━━━ MATERIAL SHOWN ━━━

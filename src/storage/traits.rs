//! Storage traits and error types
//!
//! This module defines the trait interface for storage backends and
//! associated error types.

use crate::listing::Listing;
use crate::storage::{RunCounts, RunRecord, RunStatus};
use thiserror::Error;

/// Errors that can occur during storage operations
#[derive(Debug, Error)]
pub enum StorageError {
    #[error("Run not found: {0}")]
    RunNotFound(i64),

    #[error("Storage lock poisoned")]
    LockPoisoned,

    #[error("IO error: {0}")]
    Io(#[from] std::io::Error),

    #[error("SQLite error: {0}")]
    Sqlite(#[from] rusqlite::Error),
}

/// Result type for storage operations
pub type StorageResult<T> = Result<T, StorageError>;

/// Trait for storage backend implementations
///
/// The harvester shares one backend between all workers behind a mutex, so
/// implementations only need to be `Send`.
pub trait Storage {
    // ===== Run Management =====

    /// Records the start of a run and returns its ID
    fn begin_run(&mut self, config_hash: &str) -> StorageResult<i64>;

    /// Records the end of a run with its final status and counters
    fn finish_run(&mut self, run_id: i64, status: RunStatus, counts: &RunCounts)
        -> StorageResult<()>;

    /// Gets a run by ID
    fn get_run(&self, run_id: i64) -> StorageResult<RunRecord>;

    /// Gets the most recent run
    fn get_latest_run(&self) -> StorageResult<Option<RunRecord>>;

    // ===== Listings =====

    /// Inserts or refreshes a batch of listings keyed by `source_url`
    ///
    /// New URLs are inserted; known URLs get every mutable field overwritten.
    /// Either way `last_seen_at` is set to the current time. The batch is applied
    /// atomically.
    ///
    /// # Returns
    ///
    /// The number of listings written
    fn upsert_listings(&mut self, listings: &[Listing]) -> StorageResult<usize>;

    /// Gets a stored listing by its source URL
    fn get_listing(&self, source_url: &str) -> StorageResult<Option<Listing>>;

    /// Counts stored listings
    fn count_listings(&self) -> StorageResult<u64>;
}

━━━
━━━ MATERIAL SHOWN ━━━

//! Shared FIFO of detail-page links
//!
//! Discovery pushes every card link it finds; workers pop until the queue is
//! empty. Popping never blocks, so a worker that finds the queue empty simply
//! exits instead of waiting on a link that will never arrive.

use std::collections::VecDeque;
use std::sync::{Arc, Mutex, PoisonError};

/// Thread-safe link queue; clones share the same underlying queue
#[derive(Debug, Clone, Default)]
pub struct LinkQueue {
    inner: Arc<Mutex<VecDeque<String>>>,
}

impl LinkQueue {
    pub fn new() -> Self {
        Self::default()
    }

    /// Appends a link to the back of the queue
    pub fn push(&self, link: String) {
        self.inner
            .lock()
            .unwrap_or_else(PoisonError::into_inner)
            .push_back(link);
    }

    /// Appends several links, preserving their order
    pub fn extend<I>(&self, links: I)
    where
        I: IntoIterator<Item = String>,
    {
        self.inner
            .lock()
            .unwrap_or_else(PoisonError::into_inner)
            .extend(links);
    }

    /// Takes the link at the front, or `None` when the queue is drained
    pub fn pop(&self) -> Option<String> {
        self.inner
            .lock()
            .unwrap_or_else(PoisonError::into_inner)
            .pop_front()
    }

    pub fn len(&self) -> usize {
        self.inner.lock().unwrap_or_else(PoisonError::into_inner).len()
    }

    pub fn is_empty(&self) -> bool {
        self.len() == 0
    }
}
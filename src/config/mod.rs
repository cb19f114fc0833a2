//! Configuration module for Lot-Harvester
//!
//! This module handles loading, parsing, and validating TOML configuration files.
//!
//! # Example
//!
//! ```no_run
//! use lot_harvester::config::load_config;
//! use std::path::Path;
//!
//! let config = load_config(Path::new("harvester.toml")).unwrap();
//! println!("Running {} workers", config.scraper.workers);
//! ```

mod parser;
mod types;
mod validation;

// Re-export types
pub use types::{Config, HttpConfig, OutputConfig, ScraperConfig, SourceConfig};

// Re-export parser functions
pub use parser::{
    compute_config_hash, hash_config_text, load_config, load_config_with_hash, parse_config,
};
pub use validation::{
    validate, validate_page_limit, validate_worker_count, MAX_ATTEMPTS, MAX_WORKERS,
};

━━━

Tally up the lines in the records containing the word "links", then give the count and nothing else.

4